WORK TO BE COMPLETED: Each record in the listing below is to be duplicated exactly.

DATA PROVIDED:
"""
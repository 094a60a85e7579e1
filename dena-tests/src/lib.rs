/// Test utilities and helpers for Dena client testing
///
/// This crate provides an in-memory mock of the Base HTTP service plus
/// fixtures shared by the integration tests.

pub mod matcher;
pub mod mock;

pub use mock::{MockServer, MockServerBuilder, RecordedRequest};

use dena_client::Record;
use serde_json::Value;
use tracing_subscriber::EnvFilter;

/// Project id used by the fixtures
pub const TEST_PROJECT: &str = "testproj";

/// Project key for [`TEST_PROJECT`]
pub const TEST_KEY: &str = "testproj_s3cr3tValue";

/// Install a test-friendly tracing subscriber once. Honors `RUST_LOG`.
pub fn init_tracing() {
    let _ = tracing_subscriber::fmt()
        .with_env_filter(EnvFilter::from_default_env())
        .with_test_writer()
        .try_init();
}

/// Convert a `json!` object literal into a [`Record`]
///
/// Panics when `value` is not an object.
pub fn record(value: Value) -> Record {
    match value {
        Value::Object(map) => map,
        other => panic!("expected a JSON object, got {}", other),
    }
}

/// Mock data generator for testing
pub struct MockDataGenerator {
    counter: u64,
}

impl MockDataGenerator {
    /// Create a new mock data generator
    pub fn new() -> Self {
        Self { counter: 0 }
    }

    /// Generate a keyed user record and advance the counter
    pub fn next_user(&mut self) -> Record {
        self.counter += 1;
        let idx = self.counter;
        record(serde_json::json!({
            "key": format!("user{:04}", idx),
            "name": format!("user-{}", idx),
            "age": 20 + (idx % 50),
            "tags": ["generated"],
        }))
    }

    /// Generate `count` keyed user records
    pub fn users(&mut self, count: usize) -> Vec<Record> {
        (0..count).map(|_| self.next_user()).collect()
    }
}

impl Default for MockDataGenerator {
    fn default() -> Self {
        Self::new()
    }
}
"""
WRITTEN SOLUTION:
repository 094a60a85e7579e1
filename dena-tests/src/lib.rs
/// Test utilities and helpers for Dena client testing
///
/// This crate provides an in-memory mock of the Base HTTP service plus
/// fixtures shared by the integration tests.

pub mod matcher;
pub mod mock;

pub use mock::{MockServer, MockServerBuilder, RecordedRequest};

use dena_client::Record;
use serde_json::Value;
use tracing_subscriber::EnvFilter;

/// Project id used by the fixtures
pub const TEST_PROJECT: &str = "testproj";

/// Project key for [`TEST_PROJECT`]
pub const TEST_KEY: &str = "testproj_s3cr3tValue";

/// Install a test-friendly tracing subscriber once. Honors `RUST_LOG`.
pub fn init_tracing() {
    let _ = tracing_subscriber::fmt()
        .with_env_filter(EnvFilter::from_default_env())
        .with_test_writer()
        .try_init();
}

/// Convert a `json!` object literal into a [`Record`]
///
/// Panics when `value` is not an object.
pub fn record(value: Value) -> Record {
    match value {
        Value::Object(map) => map,
        other => panic!("expected a JSON object, got {}", other),
    }
}

/// Mock data generator for testing
pub struct MockDataGenerator {
    counter: u64,
}

impl MockDataGenerator {
    /// Create a new mock data generator
    pub fn new() -> Self {
        Self { counter: 0 }
    }

    /// Generate a keyed user record and advance the counter
    pub fn next_user(&mut self) -> Record {
        self.counter += 1;
        let idx = self.counter;
        record(serde_json::json!({
            "key": format!("user{:04}", idx),
            "name": format!("user-{}", idx),
            "age": 20 + (idx % 50),
            "tags": ["generated"],
        }))
    }

    /// Generate `count` keyed user records
    pub fn users(&mut self, count: usize) -> Vec<Record> {
        (0..count).map(|_| self.next_user()).collect()
    }
}

impl Default for MockDataGenerator {
    fn default() -> Self {
        Self::new()
    }
}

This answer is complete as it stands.